> **Problem details**: Show, from the entries below, every line in which "Copy" appears.

> **Entries provided**:

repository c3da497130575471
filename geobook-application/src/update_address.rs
use super::*;

/// Replaces an existing record without re-resolving its coordinates.
pub fn update_address(
    connections: &sqlite::Connections,
    id: Id,
    update: usecases::UpdateAddress,
) -> Result<()> {
    let draft = usecases::prepare_address_update(update)?;
    connections
        .exclusive()?
        .transaction(|conn| usecases::update_address(conn, &id, &draft))?;
    info!("Updated address {id}");
    Ok(())
}
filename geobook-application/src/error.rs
use geobook_core::{repositories::Error as RepoError, usecases::Error as ParameterError};
use std::io;
use thiserror::Error;

pub use geobook_core::repositories;

#[derive(Debug, Error)]
pub enum AppError {
    #[error(transparent)]
    Business(#[from] ParameterError),
    #[error(transparent)]
    Other(#[from] anyhow::Error),
    #[error(transparent)]
    Io(#[from] io::Error),
    #[error(transparent)]
    R2d2(#[from] r2d2::Error),
}

impl From<RepoError> for AppError {
    fn from(err: RepoError) -> AppError {
        AppError::Business(ParameterError::Repo(err))
    }
}
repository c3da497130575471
use super::prelude::*;

/// Inbound payload for creating a new record.
///
/// Coordinates may be supplied by the caller but are always overwritten
/// by the resolver: the stored position is resolver-derived without
/// exception.
#[derive(Debug, Clone, Default)]
pub struct NewAddress {
    pub street: String,
    pub city: String,
    pub state: String,
    pub country: String,
    pub lat: Option<f64>,
    pub lng: Option<f64>,
}

pub fn prepare_new_address(new_address: NewAddress) -> Result<Address> {
    let NewAddress {
        street,
        city,
        state,
        country,
        lat,
        lng,
    } = new_address;
    let address = Address {
        street,
        city,
        state,
        country,
    };
    if !address.is_complete() {
        return Err(Error::IncompleteAddress);
    }
    if lat.is_some() || lng.is_some() {
        log::debug!("Ignoring caller-supplied coordinates (overwritten by the resolver)");
    }
    Ok(address)
}

pub fn store_new_address<R: AddressRepo>(repo: &R, draft: AddressDraft) -> Result<AddressEntry> {
    let id = repo.insert_address(&draft)?;
    let AddressDraft { address, pos } = draft;
    Ok(AddressEntry { id, address, pos })
}
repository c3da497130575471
#![deny(missing_debug_implementations)]
#![cfg_attr(test, deny(warnings))]

//! # geobook-entities
//!
//! Reusable, agnostic domain entities for Geobook.
//!
//! The entities only contain generic functionality that does not reveal any
//! application-specific business logic.

pub mod address;
pub mod geo;
pub mod id;
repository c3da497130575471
pub mod json;
use super::json_error_response;
use anyhow::anyhow;
use geobook_application::error::AppError;
pub use geobook_core::{repositories::Error as RepoError, usecases::Error as ParameterError};
use rocket::{
    self,
    http::Status,
    response::{self, Responder},
    serde::json::Error as JsonError,
};
use thiserror::Error;

#[derive(Debug, Error)]
pub enum Error {
    #[error(transparent)]
    App(#[from] AppError),
    #[error("{0}")]
    OtherWithStatus(#[source] anyhow::Error, Status),
    #[error(transparent)]
    Other(#[from] anyhow::Error),
}

impl From<JsonError<'_>> for Error {
    fn from(err: JsonError) -> Self {
        match err {
            JsonError::Io(err) => Self::OtherWithStatus(anyhow!(err), Status::UnprocessableEntity),
            JsonError::Parse(_str, err) => {
                Self::OtherWithStatus(anyhow!(err), Status::UnprocessableEntity)
            }
        }
    }
}

impl From<ParameterError> for Error {
    fn from(err: ParameterError) -> Self {
        Self::App(err.into())
    }
}

impl From<RepoError> for Error {
    fn from(err: RepoError) -> Self {
        AppError::from(err).into()
    }
}

impl<'r, 'o: 'r> Responder<'r, 'o> for Error {
    fn respond_to(self, req: &rocket::Request) -> response::Result<'o> {
        match self {
            Error::App(err) => {
                if let AppError::Business(ref err) = err {
                    let status = match err {
                        ParameterError::IncompleteAddress
                        | ParameterError::InvalidPosition
                        | ParameterError::InvalidDistance => Some(Status::BadRequest),
                        ParameterError::AddressNotLocatable
                        | ParameterError::NoResults
                        | ParameterError::Repo(RepoError::NotFound) => Some(Status::NotFound),
                        ParameterError::UpstreamUnavailable | ParameterError::Cancelled => {
                            Some(Status::ServiceUnavailable)
                        }
                        ParameterError::Repo(RepoError::Other(_)) => None,
                    };
                    if let Some(status) = status {
                        return json_error_response(req, err, status);
                    }
                }
                error!("Error: {err}");
                Err(Status::InternalServerError)
            }
            Error::OtherWithStatus(err, status) => json_error_response(req, &err, status),
            Error::Other(err) => {
                error!("Error: {err}");
                Err(Status::InternalServerError)
            }
        }
    }
}
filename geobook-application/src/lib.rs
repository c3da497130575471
#[macro_use]
extern crate log;

mod create_address;
mod delete_address;
mod find_nearby;
mod update_address;

pub mod prelude {
    pub use super::{
        create_address::*, delete_address::*, find_nearby::*, update_address::*,
    };
}

pub mod error;

pub type Result<T> = std::result::Result<T, error::AppError>;

pub(crate) use geobook_core::{
    entities::*,
    gateways::geocode::GeoCodingGateway,
    repositories::*,
    resolver::{CancellationFlag, Resolver, Sleep},
    usecases,
};

#[cfg(test)]
pub(crate) mod tests;

pub(crate) mod sqlite {
    pub use geobook_db_sqlite::Connections;
}
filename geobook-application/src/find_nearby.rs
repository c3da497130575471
use super::*;

/// Returns all records within `radius` of `center`.
pub fn find_nearby(
    connections: &sqlite::Connections,
    center: MapPoint,
    radius: Distance,
) -> Result<Vec<AddressEntry>> {
    let connection = connections.shared()?;
    Ok(usecases::find_nearby(&connection, center, radius)?)
}
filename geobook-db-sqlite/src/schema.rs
use diesel::table;

table! {
    addresses (id) {
        id -> BigInt,
        street -> Text,
        city -> Text,
        state -> Text,
        country -> Text,
        lat -> Double,
        lng -> Double,
    }
}
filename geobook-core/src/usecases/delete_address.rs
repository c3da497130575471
use super::prelude::*;

/// Deleting an absent id is not an error (idempotent delete).
pub fn delete_address<R: AddressRepo>(repo: &R, id: &Id) -> Result<()> {
    Ok(repo.delete_address(id)?)
}
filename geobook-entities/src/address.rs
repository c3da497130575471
use crate::{geo::MapPoint, id::Id};

/// A postal address.
#[rustfmt::skip]
#[derive(Debug, Clone, PartialEq, Eq, Default)]
pub struct Address {
    pub street  : String,
    pub city    : String,
    pub state   : String,
    pub country : String,
}

impl Address {
    /// Every stored record requires all four components.
    pub fn is_complete(&self) -> bool {
        !self.street.trim().is_empty()
            && !self.city.trim().is_empty()
            && !self.state.trim().is_empty()
            && !self.country.trim().is_empty()
    }
}

/// A validated and resolved address without an identity yet.
#[derive(Debug, Clone, PartialEq)]
pub struct AddressDraft {
    pub address: Address,
    pub pos: MapPoint,
}

/// A persisted address record.
///
/// The coordinates are authoritative once stored and are never
/// recomputed implicitly.
#[derive(Debug, Clone, PartialEq)]
pub struct AddressEntry {
    pub id: Id,
    pub address: Address,
    pub pos: MapPoint,
}
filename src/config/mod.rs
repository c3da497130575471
use std::{env, fs, io::ErrorKind, path::Path};

use anyhow::{bail, Result};
use geobook_core::resolver::RetryPolicy;

mod raw;

const DEFAULT_CONFIG_FILE_NAME: &str = "geobook.toml";

const ENV_NAME_DB_URL: &str = "DATABASE_URL";

pub struct Config {
    pub db: Db,
    pub geocoding: Geocoding,
}

impl Config {
    pub fn try_load_from_file_or_default<P: AsRef<Path>>(file_path: Option<P>) -> Result<Self> {
        let file_path: &Path = file_path.as_ref().map(|p| p.as_ref()).unwrap_or_else(|| {
            log::info!("No configuration file specified. load {DEFAULT_CONFIG_FILE_NAME}");
            Path::new(DEFAULT_CONFIG_FILE_NAME)
        });

        let raw_config = match fs::read_to_string(file_path) {
            Ok(cfg_string) => toml::from_str(&cfg_string)?,
            Err(err) => match err.kind() {
                ErrorKind::NotFound => {
                    log::info!(
                        "{DEFAULT_CONFIG_FILE_NAME} not found => load default configuration."
                    );
                    Ok(raw::Config::default())
                }
                _ => Err(err),
            }?,
        };
        let mut cfg = Self::try_from(raw_config)?;
        if let Ok(db_url) = env::var(ENV_NAME_DB_URL) {
            cfg.db.conn_sqlite = db_url;
        }
        Ok(cfg)
    }
}

pub struct Db {
    /// SQLite connection
    pub conn_sqlite: String,
    pub conn_pool_size: u8,
}

pub struct Geocoding {
    /// Custom Nominatim endpoint.
    pub endpoint: Option<String>,
    pub retry: RetryPolicy,
}

impl TryFrom<raw::Config> for Config {
    type Error = anyhow::Error;

    fn try_from(from: raw::Config) -> Result<Self> {
        let raw::Config { db, geocoding } = from;

        let raw::Db {
            connection_sqlite: conn_sqlite,
            connection_pool_size: conn_pool_size,
        } = db.unwrap_or_default();
        if conn_pool_size == 0 {
            bail!("The database connection pool must hold at least one connection");
        }
        let db = Db {
            conn_sqlite,
            conn_pool_size,
        };

        let raw::Geocoding { endpoint, retry } = geocoding.unwrap_or_default();
        let raw::Retry {
            max_attempts,
            base_delay,
            max_delay,
        } = retry.unwrap_or_default();
        if max_attempts == 0 {
            bail!("The number of geocoding attempts must be at least 1");
        }
        if base_delay > max_delay {
            bail!("The base retry delay must not exceed the maximum retry delay");
        }
        let retry = RetryPolicy {
            max_attempts,
            base_delay,
            max_delay,
        };
        let geocoding = Geocoding { endpoint, retry };

        Ok(Self { db, geocoding })
    }
}
use std::time::Duration;

use duration_str::deserialize_duration;
use serde::Deserialize;

const DEFAULT_CONFIG_FILE: &str = include_str!("geobook.default.toml");

#[derive(Deserialize)]
#[serde(rename_all = "kebab-case")]
pub struct Config {
    pub db: Option<Db>,
    pub geocoding: Option<Geocoding>,
}

impl Default for Config {
    fn default() -> Self {
        toml::from_str(DEFAULT_CONFIG_FILE).expect("Default configuration")
    }
}

#[derive(Deserialize)]
#[serde(rename_all = "kebab-case")]
pub struct Db {
    pub connection_sqlite: String,
    pub connection_pool_size: u8,
}

impl Default for Db {
    fn default() -> Self {
        Config::default().db.expect("DB configuration")
    }
}

#[derive(Deserialize)]
#[serde(rename_all = "kebab-case")]
pub struct Geocoding {
    pub endpoint: Option<String>,
    pub retry: Option<Retry>,
}

impl Default for Geocoding {
    fn default() -> Self {
        Config::default()
            .geocoding
            .expect("Geocoding configuration")
    }
}

#[derive(Deserialize)]
#[serde(rename_all = "kebab-case")]
pub struct Retry {
    pub max_attempts: u32,
    #[serde(deserialize_with = "deserialize_duration")]
    pub base_delay: Duration,
    #[serde(deserialize_with = "deserialize_duration")]
    pub max_delay: Duration,
}

impl Default for Retry {
    fn default() -> Self {
        Geocoding::default().retry.expect("Retry configuration")
    }
}
// Low-level database access traits.
// The repository is specified as a contract so that the storage
// engine can be replaced (or substituted with a test double)
// without touching the use cases.

use crate::entities::*;
use thiserror::Error;

#[derive(Debug, Error)]
pub enum Error {
    #[error("The requested object could not be found")]
    NotFound,
    #[error(transparent)]
    Other(#[from] anyhow::Error),
}

pub type Result<T> = std::result::Result<T, Error>;

pub trait AddressRepo {
    /// Persists the draft and returns the identifier assigned by
    /// the storage engine.
    fn insert_address(&self, draft: &AddressDraft) -> Result<Id>;

    /// Replaces the whole record.
    ///
    /// Fails with `Error::NotFound` if the id is absent.
    fn update_address(&self, id: &Id, draft: &AddressDraft) -> Result<()>;

    /// Idempotent: deleting an absent id succeeds.
    fn delete_address(&self, id: &Id) -> Result<()>;

    /// All records in deterministic (insertion) order.
    fn all_addresses(&self) -> Result<Vec<AddressEntry>>;

    /// Number of stored records.
    ///
    /// Cheaper than materializing `all_addresses()` when only the
    /// count matters, e.g. for consistency checks.
    fn count_addresses(&self) -> Result<usize>;
}
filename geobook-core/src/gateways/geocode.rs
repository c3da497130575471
use geobook_entities::{address::Address, geo::MapPoint};
use thiserror::Error;

/// A transient transport or provider failure.
///
/// Anything a later attempt might recover from: network errors,
/// rate limiting, provider exceptions.
#[derive(Debug, Error)]
#[error("geocoding provider failure: {0}")]
pub struct GeoCodingError(#[from] pub anyhow::Error);

pub trait GeoCodingGateway {
    /// A single, unretried lookup.
    ///
    /// Returns `Ok(None)` if the provider explicitly reports no match
    /// for the given address.
    fn resolve_address_lat_lng(&self, addr: &Address)
        -> Result<Option<MapPoint>, GeoCodingError>;
}

impl<G: GeoCodingGateway + ?Sized> GeoCodingGateway for &G {
    fn resolve_address_lat_lng(
        &self,
        addr: &Address,
    ) -> Result<Option<MapPoint>, GeoCodingError> {
        (**self).resolve_address_lat_lng(addr)
    }
}

impl<G: GeoCodingGateway + ?Sized> GeoCodingGateway for Box<G> {
    fn resolve_address_lat_lng(
        &self,
        addr: &Address,
    ) -> Result<Option<MapPoint>, GeoCodingError> {
        (**self).resolve_address_lat_lng(addr)
    }
}
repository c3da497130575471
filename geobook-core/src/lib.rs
pub mod repositories;
pub mod resolver;
pub mod usecases;

pub mod gateways {
    pub mod geocode;
}

pub mod entities {
    pub use geobook_entities::{address::*, geo::*, id::*};
}
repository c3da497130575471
// Retry decorator around the geocoding gateway.
//
// Transient gateway failures are retried with bounded exponential
// backoff and never surface individually. A "no match" reply from
// the provider is final and not retried.

use std::{
    sync::{
        atomic::{AtomicBool, Ordering},
        Arc,
    },
    time::Duration,
};

use thiserror::Error;

use crate::gateways::geocode::{GeoCodingError, GeoCodingGateway};
use geobook_entities::{address::Address, geo::MapPoint};

#[derive(Debug, Clone, Copy, PartialEq, Eq)]
pub struct RetryPolicy {
    pub max_attempts: u32,
    pub base_delay: Duration,
    pub max_delay: Duration,
}

impl RetryPolicy {
    /// Delay before the next attempt after `failed_attempts` (>= 1)
    /// unsuccessful calls: `min(base_delay * 2^(n-1), max_delay)`.
    pub fn delay_before_retry(&self, failed_attempts: u32) -> Duration {
        debug_assert!(failed_attempts >= 1);
        let factor = 2u32.saturating_pow(failed_attempts.saturating_sub(1));
        self.base_delay.saturating_mul(factor).min(self.max_delay)
    }
}

impl Default for RetryPolicy {
    fn default() -> Self {
        Self {
            max_attempts: 20,
            base_delay: Duration::from_secs(1),
            max_delay: Duration::from_secs(25),
        }
    }
}

/// Pluggable wait primitive, so that the backoff behavior can be
/// verified with a recording fake instead of a real clock.
pub trait Sleep {
    fn sleep(&self, duration: Duration);
}

#[derive(Debug, Clone, Copy, Default)]
pub struct ThreadSleep;

impl Sleep for ThreadSleep {
    fn sleep(&self, duration: Duration) {
        std::thread::sleep(duration);
    }
}

/// Shared flag to abort a pending resolution between retry attempts.
///
/// Cancellation is only honored between attempts, never mid-attempt,
/// to avoid wasted backoff waits without interrupting the gateway.
#[derive(Debug, Clone, Default)]
pub struct CancellationFlag(Arc<AtomicBool>);

impl CancellationFlag {
    pub fn cancel(&self) {
        self.0.store(true, Ordering::Relaxed);
    }

    pub fn is_cancelled(&self) -> bool {
        self.0.load(Ordering::Relaxed)
    }
}

#[derive(Debug, Error)]
pub enum ResolutionError {
    #[error("no match found for the given address")]
    NotFound,
    #[error("geocoding failed after {attempts} attempts")]
    Failed {
        attempts: u32,
        #[source]
        last_error: GeoCodingError,
    },
    #[error("the resolution was cancelled")]
    Cancelled,
}

#[derive(Debug)]
pub struct Resolver<G, S = ThreadSleep> {
    gateway: G,
    policy: RetryPolicy,
    sleep: S,
}

impl<G> Resolver<G> {
    pub fn new(gateway: G, policy: RetryPolicy) -> Self {
        Self::with_sleep(gateway, policy, ThreadSleep)
    }
}

impl<G, S> Resolver<G, S> {
    pub fn with_sleep(gateway: G, policy: RetryPolicy, sleep: S) -> Self {
        debug_assert!(policy.max_attempts >= 1);
        Self {
            gateway,
            policy,
            sleep,
        }
    }

    pub const fn policy(&self) -> &RetryPolicy {
        &self.policy
    }
}

impl<G, S> Resolver<G, S>
where
    G: GeoCodingGateway,
    S: Sleep,
{
    /// Resolves the address, blocking the calling flow for the
    /// cumulative backoff waits.
    ///
    /// The caller must not hold any shared lock or storage connection
    /// across this call.
    pub fn resolve(
        &self,
        addr: &Address,
        cancel: &CancellationFlag,
    ) -> Result<MapPoint, ResolutionError> {
        let max_attempts = self.policy.max_attempts.max(1);
        let mut last_error = None;
        for attempt in 1..=max_attempts {
            if attempt > 1 {
                if cancel.is_cancelled() {
                    return Err(ResolutionError::Cancelled);
                }
                self.sleep.sleep(self.policy.delay_before_retry(attempt - 1));
            }
            match self.gateway.resolve_address_lat_lng(addr) {
                Ok(Some(pos)) => return Ok(pos),
                Ok(None) => return Err(ResolutionError::NotFound),
                Err(err) => {
                    log::warn!("Geocoding attempt {attempt} of {max_attempts} failed: {err}");
                    last_error = Some(err);
                }
            }
        }
        // Unreachable without at least one gateway error.
        let last_error = last_error
            .unwrap_or_else(|| GeoCodingError(anyhow::anyhow!("no attempt has been made")));
        Err(ResolutionError::Failed {
            attempts: max_attempts,
            last_error,
        })
    }
}
use super::*;
use geobook_core::repositories::AddressRepo;

impl AddressRepo for DbReadWrite<'_> {
    fn insert_address(&self, draft: &AddressDraft) -> Result<Id> {
        insert_address(&mut self.conn.borrow_mut(), draft)
    }
    fn update_address(&self, id: &Id, draft: &AddressDraft) -> Result<()> {
        update_address(&mut self.conn.borrow_mut(), id, draft)
    }
    fn delete_address(&self, id: &Id) -> Result<()> {
        delete_address(&mut self.conn.borrow_mut(), id)
    }
    fn all_addresses(&self) -> Result<Vec<AddressEntry>> {
        all_addresses(&mut self.conn.borrow_mut())
    }
    fn count_addresses(&self) -> Result<usize> {
        count_addresses(&mut self.conn.borrow_mut())
    }
}

impl AddressRepo for DbReadOnly<'_> {
    fn insert_address(&self, _draft: &AddressDraft) -> Result<Id> {
        unreachable!();
    }
    fn update_address(&self, _id: &Id, _draft: &AddressDraft) -> Result<()> {
        unreachable!();
    }
    fn delete_address(&self, _id: &Id) -> Result<()> {
        unreachable!();
    }
    fn all_addresses(&self) -> Result<Vec<AddressEntry>> {
        all_addresses(&mut self.conn.borrow_mut())
    }
    fn count_addresses(&self) -> Result<usize> {
        count_addresses(&mut self.conn.borrow_mut())
    }
}

impl AddressRepo for DbConnection<'_> {
    fn insert_address(&self, draft: &AddressDraft) -> Result<Id> {
        insert_address(&mut self.conn.borrow_mut(), draft)
    }
    fn update_address(&self, id: &Id, draft: &AddressDraft) -> Result<()> {
        update_address(&mut self.conn.borrow_mut(), id, draft)
    }
    fn delete_address(&self, id: &Id) -> Result<()> {
        delete_address(&mut self.conn.borrow_mut(), id)
    }
    fn all_addresses(&self) -> Result<Vec<AddressEntry>> {
        all_addresses(&mut self.conn.borrow_mut())
    }
    fn count_addresses(&self) -> Result<usize> {
        count_addresses(&mut self.conn.borrow_mut())
    }
}

fn insert_address(conn: &mut SqliteConnection, draft: &AddressDraft) -> Result<Id> {
    let _count = diesel::insert_into(schema::addresses::table)
        .values(&to_insertable(draft))
        .execute(conn)
        .map_err(from_diesel_err)?;
    debug_assert_eq!(1, _count);
    let id = diesel::select(last_insert_rowid())
        .get_result::<i64>(conn)
        .map_err(from_diesel_err)?;
    Ok(Id::from(id))
}

fn update_address(conn: &mut SqliteConnection, id: &Id, draft: &AddressDraft) -> Result<()> {
    use schema::addresses::dsl;
    let count = diesel::update(dsl::addresses.find(id.to_inner()))
        .set(&to_insertable(draft))
        .execute(conn)
        .map_err(from_diesel_err)?;
    if count == 0 {
        return Err(repo::Error::NotFound);
    }
    debug_assert_eq!(1, count);
    Ok(())
}

fn delete_address(conn: &mut SqliteConnection, id: &Id) -> Result<()> {
    use schema::addresses::dsl;
    // Deleting an absent id is a no-op by design.
    let _count = diesel::delete(dsl::addresses.find(id.to_inner()))
        .execute(conn)
        .map_err(from_diesel_err)?;
    Ok(())
}

fn all_addresses(conn: &mut SqliteConnection) -> Result<Vec<AddressEntry>> {
    use schema::addresses::dsl;
    Ok(dsl::addresses
        .order(dsl::id.asc())
        .load::<models::Address>(conn)
        .map_err(from_diesel_err)?
        .into_iter()
        .map(from_row)
        .collect())
}

fn count_addresses(conn: &mut SqliteConnection) -> Result<usize> {
    use schema::addresses::dsl;
    Ok(dsl::addresses
        .select(diesel::dsl::count(dsl::id))
        .first::<i64>(conn)
        .map_err(from_diesel_err)? as usize)
}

> **Answer space**:
#[derive(Debug, Clone, Copy, PartialEq, Eq)]
#[derive(Debug, Clone, Copy, Default)]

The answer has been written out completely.